[Aim of the task]
In the data below, give the number of lines that contain the word "sinks". Nothing else is needed.

Stored data entries:

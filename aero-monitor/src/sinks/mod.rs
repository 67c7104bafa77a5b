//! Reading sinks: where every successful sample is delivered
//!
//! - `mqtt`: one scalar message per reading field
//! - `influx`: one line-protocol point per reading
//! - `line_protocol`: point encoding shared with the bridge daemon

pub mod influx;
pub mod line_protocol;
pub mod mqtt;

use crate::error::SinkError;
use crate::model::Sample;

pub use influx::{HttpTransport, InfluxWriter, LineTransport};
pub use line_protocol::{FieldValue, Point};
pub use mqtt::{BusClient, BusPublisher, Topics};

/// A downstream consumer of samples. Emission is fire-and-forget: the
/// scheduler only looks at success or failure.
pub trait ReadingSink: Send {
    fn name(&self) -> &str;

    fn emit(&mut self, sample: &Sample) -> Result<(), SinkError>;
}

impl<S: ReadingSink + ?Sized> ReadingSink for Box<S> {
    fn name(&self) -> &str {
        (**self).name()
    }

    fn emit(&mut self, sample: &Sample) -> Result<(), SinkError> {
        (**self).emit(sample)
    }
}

[Answer section]
2